Il suo disordine, la sua indifferenza nell’assemblare le parti del dipinto e la cornice – che c’è sempre, a dimostrazione di un principio e di una regola – sono quasi una ricercatezza, sono parte integrante delle sue opere, come i chiodi di tutti i tipi qua e là a chiudere, fissare, stabilizzare. Dall’insieme traspare un messaggio  di forza e di equilibrio, di spontaneità. La materia pittorica varia: olio, acrilico, smalti, con effetti diversi dipendenti anche dal supporto. Superficie ora lucida ora opaca. Insomma nessun quadro uguale a un altro. Quando portate a casa una delle sue opere, guardate e rimediate dove ci sono chiodi o graffette sporgenti, proteggetele con una colla trasparente, o altro, per non ferirvi maneggiandole. Se sono al rovescio, gli faccio un coperchio di vinavil che sovrasti il metallo, se al diritto ribatto il chiodo e poi lo correggo dall’altro lato. Consideratela una sua maniera di “non finito”. Licos aveva fretta, non perdeva tempo nei dettagli finali.

Aveva due grandi qualità per un pittore: era originale, sempre. E comunicava emozioni.

Ora Licos è morto, a 82 anni, dopo una vita da vero bohemien, non esibizionista ma composto, orgoglioso dei suoi quadri ma senza illusioni, consapevole dell’impossibilità di uscire da un certo ambito di consumo. Da giovane è stato parrucchiere per signora in ambienti lussuosi. Nella sua piccola casa di aspetto povero, ci sono fotografie con donne famose negli anni 50. Era una  persona gentile, vivace, che non adulava nessuno. Aveva amici sinceri. Alcuni gli facevano una pubblicità disinteressata, gli prestavano gli spazi dove tenere le opere. L’ho conosciuto in via Bagutta alla mostra annuale. Mostra che include dilettanti ambiziosi e professionisti non ancora esplosi. Ho pensato: se questi sono i 150 pittori  migliori di Milano fra quelli non ancora ai vertici del successo, i 3-4 migliori fra loro devono essere superlativi. Milano infatti  ha tradizione, cultura, contatti.

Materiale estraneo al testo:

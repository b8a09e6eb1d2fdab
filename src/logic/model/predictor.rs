//! Predictors - in-process inference over loaded parameter bundles
//!
//! Capability is resolved once at load time: probabilistic models expose a
//! class distribution, deterministic models a single value. No per-request
//! capability sniffing.

use ndarray::ArrayView1;

use crate::logic::model::bundle::{tree_leaf, PredictorSpec, TreeNode};
use crate::logic::PipelineError;

/// Classifier with a class distribution.
#[derive(Debug, Clone)]
pub enum ProbabilisticModel {
    Logistic { coefficients: Vec<f64>, intercept: f64 },
    DecisionTree { nodes: Vec<TreeNode> },
    RandomForest { trees: Vec<Vec<TreeNode>> },
}

/// Regressor (or hard classifier) with a single output.
#[derive(Debug, Clone)]
pub enum DeterministicModel {
    Linear { coefficients: Vec<f64>, intercept: f64 },
    GradientBoosting {
        base_score: f64,
        learning_rate: f64,
        trees: Vec<Vec<TreeNode>>,
    },
}

/// A loaded predictor with its capability fixed at load time.
#[derive(Debug, Clone)]
pub enum Predictor {
    Probabilistic(ProbabilisticModel),
    Deterministic(DeterministicModel),
}

fn dot(coefficients: &[f64], x: &[f64]) -> Result<f64, PipelineError> {
    if coefficients.len() != x.len() {
        return Err(PipelineError::ShapeMismatch {
            expected: coefficients.len(),
            got: x.len(),
        });
    }
    Ok(ArrayView1::from(coefficients).dot(&ArrayView1::from(x)))
}

fn sigmoid(z: f64) -> f64 {
    1.0 / (1.0 + (-z).exp())
}

/// Positive-class fraction of a classifier leaf distribution.
fn leaf_positive_fraction(value: &[f64]) -> f64 {
    match value {
        [] => 0.0,
        [single] => single.clamp(0.0, 1.0),
        counts => {
            let total: f64 = counts.iter().sum();
            if total > 0.0 {
                counts.get(1).copied().unwrap_or(0.0) / total
            } else {
                0.0
            }
        }
    }
}

impl ProbabilisticModel {
    /// Probability pair `(p_negative, p_positive)` for an input vector.
    pub fn predict_distribution(&self, x: &[f64]) -> Result<(f64, f64), PipelineError> {
        let positive = match self {
            ProbabilisticModel::Logistic { coefficients, intercept } => {
                sigmoid(dot(coefficients, x)? + intercept)
            }
            ProbabilisticModel::DecisionTree { nodes } => {
                leaf_positive_fraction(tree_leaf(nodes, x))
            }
            ProbabilisticModel::RandomForest { trees } => {
                if trees.is_empty() {
                    return Err(PipelineError::EmptyEnsemble);
                }
                let sum: f64 = trees
                    .iter()
                    .map(|tree| leaf_positive_fraction(tree_leaf(tree, x)))
                    .sum();
                sum / trees.len() as f64
            }
        };
        Ok((1.0 - positive, positive))
    }

    /// Hard class label: 1.0 when the positive class dominates.
    pub fn predict(&self, x: &[f64]) -> Result<f64, PipelineError> {
        let (_, positive) = self.predict_distribution(x)?;
        Ok(if positive >= 0.5 { 1.0 } else { 0.0 })
    }
}

impl DeterministicModel {
    pub fn predict(&self, x: &[f64]) -> Result<f64, PipelineError> {
        match self {
            DeterministicModel::Linear { coefficients, intercept } => {
                Ok(dot(coefficients, x)? + intercept)
            }
            DeterministicModel::GradientBoosting { base_score, learning_rate, trees } => {
                let boosted: f64 = trees
                    .iter()
                    .map(|tree| tree_leaf(tree, x).first().copied().unwrap_or(0.0))
                    .sum();
                Ok(base_score + learning_rate * boosted)
            }
        }
    }
}

impl Predictor {
    /// Resolve a serialized spec into a predictor with a fixed capability.
    pub fn from_spec(spec: PredictorSpec) -> Self {
        match spec {
            PredictorSpec::Logistic { coefficients, intercept } => {
                Predictor::Probabilistic(ProbabilisticModel::Logistic { coefficients, intercept })
            }
            PredictorSpec::DecisionTree { nodes } => {
                Predictor::Probabilistic(ProbabilisticModel::DecisionTree { nodes })
            }
            PredictorSpec::RandomForest { trees } => {
                Predictor::Probabilistic(ProbabilisticModel::RandomForest { trees })
            }
            PredictorSpec::GradientBoosting { base_score, learning_rate, trees } => {
                Predictor::Deterministic(DeterministicModel::GradientBoosting {
                    base_score,
                    learning_rate,
                    trees,
                })
            }
            PredictorSpec::Linear { coefficients, intercept } => {
                Predictor::Deterministic(DeterministicModel::Linear { coefficients, intercept })
            }
        }
    }

    pub fn is_probabilistic(&self) -> bool {
        matches!(self, Predictor::Probabilistic(_))
    }

    pub fn type_name(&self) -> &'static str {
        match self {
            Predictor::Probabilistic(ProbabilisticModel::Logistic { .. }) => "logistic_regression",
            Predictor::Probabilistic(ProbabilisticModel::DecisionTree { .. }) => "decision_tree",
            Predictor::Probabilistic(ProbabilisticModel::RandomForest { .. }) => "random_forest",
            Predictor::Deterministic(DeterministicModel::Linear { .. }) => "linear",
            Predictor::Deterministic(DeterministicModel::GradientBoosting { .. }) => {
                "gradient_boosting"
            }
        }
    }

    /// Probability of the positive class, however the model expresses it.
    /// Deterministic outputs are clamped into [0, 1].
    pub fn positive_probability(&self, x: &[f64]) -> Result<f64, PipelineError> {
        match self {
            Predictor::Probabilistic(model) => Ok(model.predict_distribution(x)?.1),
            Predictor::Deterministic(model) => Ok(model.predict(x)?.clamp(0.0, 1.0)),
        }
    }

    /// Split-frequency feature importances for tree-based models.
    /// Normalized to sum to 1; None for models without tree structure.
    pub fn feature_importances(&self, feature_count: usize) -> Option<Vec<f64>> {
        let mut counts = vec![0.0f64; feature_count];
        let mut tally = |nodes: &[TreeNode]| {
            for node in nodes {
                if let TreeNode::Split { feature, .. } = node {
                    if let Some(slot) = counts.get_mut(*feature) {
                        *slot += 1.0;
                    }
                }
            }
        };
        match self {
            Predictor::Probabilistic(ProbabilisticModel::DecisionTree { nodes }) => tally(nodes),
            Predictor::Probabilistic(ProbabilisticModel::RandomForest { trees })
            | Predictor::Deterministic(DeterministicModel::GradientBoosting { trees, .. }) => {
                for tree in trees {
                    tally(tree);
                }
            }
            _ => return None,
        }
        let total: f64 = counts.iter().sum();
        if total > 0.0 {
            for c in &mut counts {
                *c /= total;
            }
        }
        Some(counts)
    }
}

#[cfg(test)]
mod tests {
    use super::*;

    fn split(feature: usize, threshold: f64, left: usize, right: usize) -> TreeNode {
        TreeNode::Split { feature, threshold, left, right }
    }

    fn leaf(value: Vec<f64>) -> TreeNode {
        TreeNode::Leaf { value }
    }

    #[test]
    fn test_logistic_sigmoid_output() {
        let model = ProbabilisticModel::Logistic {
            coefficients: vec![1.0, -1.0],
            intercept: 0.0,
        };
        let (neg, pos) = model.predict_distribution(&[2.0, 2.0]).unwrap();
        assert!((pos - 0.5).abs() < 1e-12);
        assert!((neg + pos - 1.0).abs() < 1e-12);

        let (_, high) = model.predict_distribution(&[10.0, 0.0]).unwrap();
        assert!(high > 0.99);
    }

    #[test]
    fn test_logistic_shape_mismatch() {
        let model = ProbabilisticModel::Logistic {
            coefficients: vec![1.0, 2.0, 3.0],
            intercept: 0.0,
        };
        let err = model.predict_distribution(&[1.0]).unwrap_err();
        assert!(matches!(err, PipelineError::ShapeMismatch { expected: 3, got: 1 }));
    }

    #[test]
    fn test_decision_tree_distribution() {
        let model = ProbabilisticModel::DecisionTree {
            nodes: vec![
                split(0, 0.5, 1, 2),
                leaf(vec![9.0, 1.0]),
                leaf(vec![2.0, 8.0]),
            ],
        };
        let (_, low) = model.predict_distribution(&[0.0]).unwrap();
        let (_, high) = model.predict_distribution(&[1.0]).unwrap();
        assert!((low - 0.1).abs() < 1e-12);
        assert!((high - 0.8).abs() < 1e-12);
        assert_eq!(model.predict(&[1.0]).unwrap(), 1.0);
        assert_eq!(model.predict(&[0.0]).unwrap(), 0.0);
    }

    #[test]
    fn test_random_forest_averages_trees() {
        let model = ProbabilisticModel::RandomForest {
            trees: vec![
                vec![leaf(vec![0.0, 1.0])],
                vec![leaf(vec![1.0, 0.0])],
            ],
        };
        let (_, pos) = model.predict_distribution(&[0.0]).unwrap();
        assert!((pos - 0.5).abs() < 1e-12);
    }

    #[test]
    fn test_gradient_boosting_sum() {
        let model = DeterministicModel::GradientBoosting {
            base_score: 100.0,
            learning_rate: 0.5,
            trees: vec![vec![leaf(vec![10.0])], vec![leaf(vec![4.0])]],
        };
        assert_eq!(model.predict(&[0.0]).unwrap(), 107.0);
    }

    #[test]
    fn test_capability_resolution() {
        let probabilistic = Predictor::from_spec(PredictorSpec::DecisionTree { nodes: vec![] });
        let deterministic = Predictor::from_spec(PredictorSpec::Linear {
            coefficients: vec![],
            intercept: 0.0,
        });
        assert!(probabilistic.is_probabilistic());
        assert!(!deterministic.is_probabilistic());
    }

    #[test]
    fn test_feature_importances_from_splits() {
        let predictor = Predictor::from_spec(PredictorSpec::DecisionTree {
            nodes: vec![
                split(0, 1.0, 1, 2),
                split(0, 0.5, 3, 4),
                leaf(vec![1.0, 0.0]),
                leaf(vec![1.0, 0.0]),
                split(2, 2.0, 5, 6),
                leaf(vec![0.0, 1.0]),
                leaf(vec![1.0, 1.0]),
            ],
        });
        let importances = predictor.feature_importances(3).unwrap();
        assert_eq!(importances, vec![2.0 / 3.0, 0.0, 1.0 / 3.0]);

        let linear = Predictor::from_spec(PredictorSpec::Linear {
            coefficients: vec![1.0],
            intercept: 0.0,
        });
        assert!(linear.feature_importances(1).is_none());
    }
}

Se un artista ti sembra fra i più bravi di Milano, è fra i migliori del mondo.

Licos non era esoso. Sul prezzo ci si metteva d’accordo. Era fra i meno costosi. Gli piaceva, come a tutti, essere apprezzato, ma lo infastidiva l’adulazione e il complimento eccessivo, che commentava con un gesto della mano a svolazzo, quasi ad allontanare l’esagerazione.